**Directions**
Pull every line containing the word "Opened" out of the material below.

**The data**

======

//! Listener callbacks and the records the registry keeps for them.

use crate::error::HandlerError;
use std::fmt;
use std::sync::Arc;

/// Dispatch priority. Higher values run first.
pub type Priority = i32;

/// Priority used when none is given.
pub const DEFAULT_PRIORITY: Priority = 0;

/// What a listener asks the dispatcher to do after it ran.
#[derive(Debug, Clone, Copy, Default, PartialEq, Eq, Hash)]
pub enum Propagation {
    /// Keep invoking the remaining listeners
    #[default]
    Continue,
    /// Halt this emit: no further listeners, no bridge forwarding
    Stop,
}

impl Propagation {
    pub fn is_stop(self) -> bool {
        self == Propagation::Stop
    }
}

/// Values a listener callback may return.
///
/// Implemented for `()`, [`Propagation`] and `Result`s of either, so plain
/// closures, stopping closures and fallible closures can all be registered.
pub trait HandlerOutput {
    fn into_outcome(self) -> Result<Propagation, HandlerError>;
}

impl HandlerOutput for () {
    fn into_outcome(self) -> Result<Propagation, HandlerError> {
        Ok(Propagation::Continue)
    }
}

impl HandlerOutput for Propagation {
    fn into_outcome(self) -> Result<Propagation, HandlerError> {
        Ok(self)
    }
}

impl<T, E> HandlerOutput for Result<T, E>
where
    T: HandlerOutput,
    E: Into<HandlerError>,
{
    fn into_outcome(self) -> Result<Propagation, HandlerError> {
        self.map_err(Into::into)?.into_outcome()
    }
}

type Callback<P> = dyn Fn(&P) -> Result<Propagation, HandlerError> + Send + Sync;

/// A shareable listener callback with reference identity.
///
/// Cloning a `Handler` yields the same identity, which is what
/// [`EventEmitter::off`](crate::EventEmitter::off) matches on.
pub struct Handler<P> {
    callback: Arc<Callback<P>>,
}

impl<P: 'static> Handler<P> {
    /// Wraps a callback.
    pub fn new<F, R>(callback: F) -> Self
    where
        F: Fn(&P) -> R + Send + Sync + 'static,
        R: HandlerOutput,
    {
        let callback: Arc<Callback<P>> =
            Arc::new(move |payload: &P| callback(payload).into_outcome());
        Self { callback }
    }
}

impl<P> Handler<P> {
    /// Runs the callback.
    #[inline]
    pub fn call(&self, payload: &P) -> Result<Propagation, HandlerError> {
        (self.callback)(payload)
    }

    /// Returns `true` if both handles point at the same callback.
    pub fn same_as(&self, other: &Handler<P>) -> bool {
        std::ptr::addr_eq(Arc::as_ptr(&self.callback), Arc::as_ptr(&other.callback))
    }
}

impl<P> Clone for Handler<P> {
    fn clone(&self) -> Self {
        Self {
            callback: Arc::clone(&self.callback),
        }
    }
}

impl<P> fmt::Debug for Handler<P> {
    fn fmt(&self, f: &mut fmt::Formatter<'_>) -> fmt::Result {
        f.debug_tuple("Handler")
            .field(&Arc::as_ptr(&self.callback).cast::<()>())
            .finish()
    }
}

/// Identity of one registered record, unique within its emitter.
///
/// Ids grow monotonically, so a bucket (where records are prepended) is
/// always ordered by descending id.
#[derive(Debug, Clone, Copy, PartialEq, Eq, PartialOrd, Ord, Hash)]
pub struct ListenerId(pub(crate) u64);

impl fmt::Display for ListenerId {
    fn fmt(&self, f: &mut fmt::Formatter<'_>) -> fmt::Result {
        write!(f, "#{}", self.0)
    }
}

/// One listener in a priority bucket.
#[derive(Debug)]
pub(crate) struct ListenerRecord<P> {
    pub(crate) id: ListenerId,
    pub(crate) handler: Handler<P>,
    pub(crate) once: bool,
    /// Set when a once record has been claimed by a dispatch pass
    pub(crate) fired: bool,
}

impl<P> ListenerRecord<P> {
    pub(crate) fn new(id: ListenerId, handler: Handler<P>, once: bool) -> Self {
        Self {
            id,
            handler,
            once,
            fired: false,
        }
    }
}

#[cfg(test)]
mod tests {
    use super::*;

    #[test]
    fn unit_and_propagation_outputs() {
        assert_eq!(().into_outcome().unwrap(), Propagation::Continue);
        assert_eq!(Propagation::Stop.into_outcome().unwrap(), Propagation::Stop);
    }

    #[test]
    fn result_outputs() {
        let ok: Result<Propagation, String> = Ok(Propagation::Stop);
        assert_eq!(ok.into_outcome().unwrap(), Propagation::Stop);

        let failed: Result<(), String> = Err("nope".to_string());
        assert_eq!(failed.into_outcome().unwrap_err().to_string(), "nope");
    }

    #[test]
    fn clones_share_identity() {
        let a: Handler<u32> = Handler::new(|_| ());
        let b: Handler<u32> = Handler::new(|_| ());
        let a2 = a.clone();

        assert!(a.same_as(&a2));
        assert!(!a.same_as(&b));
    }

    #[test]
    fn call_forwards_payload() {
        let handler = Handler::new(|n: &u32| {
            if *n > 10 {
                Propagation::Stop
            } else {
                Propagation::Continue
            }
        });

        assert_eq!(handler.call(&3).unwrap(), Propagation::Continue);
        assert_eq!(handler.call(&42).unwrap(), Propagation::Stop);
    }
}
//! # Typed Event Macros
//!
//! Declarative helpers for the [`typed`](crate::typed) facade:
//!
//! - [`define_event!`] - gives a payload type its static event name
//! - [`event_schema!`] - declares a schema marker type and the events it carries

/// Implements [`Event`](crate::typed::Event) for a payload type.
///
/// ```rust
/// use event_emitter::{define_event, typed::Event};
///
/// struct ThemeChanged { dark: bool }
/// define_event!(ThemeChanged => "theme_changed");
///
/// assert_eq!(ThemeChanged::NAME, "theme_changed");
/// ```
#[macro_export]
macro_rules! define_event {
    ($event:ty => $name:expr) => {
        impl $crate::typed::Event for $event {
            const NAME: &'static str = $name;
        }
    };
}

/// Declares a schema marker type carrying the listed events.
///
/// ```rust
/// use event_emitter::{define_event, event_schema};
///
/// struct Opened;
/// struct Closed;
/// define_event!(Opened => "opened");
/// define_event!(Closed => "closed");
///
/// event_schema! {
///     /// Everything a dialog emits.
///     pub DialogEvents { Opened, Closed }
/// }
/// ```
#[macro_export]
macro_rules! event_schema {
    ($(#[$meta:meta])* $vis:vis $schema:ident { $($event:ty),* $(,)? }) => {
        $(#[$meta])*
        #[derive(Debug, Clone, Copy, Default, PartialEq, Eq)]
        $vis struct $schema;

        $(
            impl $crate::typed::Carries<$event> for $schema {}
        )*
    };
}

======

**Solution to this task**
/// struct Opened;
/// define_event!(Opened => "opened");
///     pub DialogEvents { Opened, Closed }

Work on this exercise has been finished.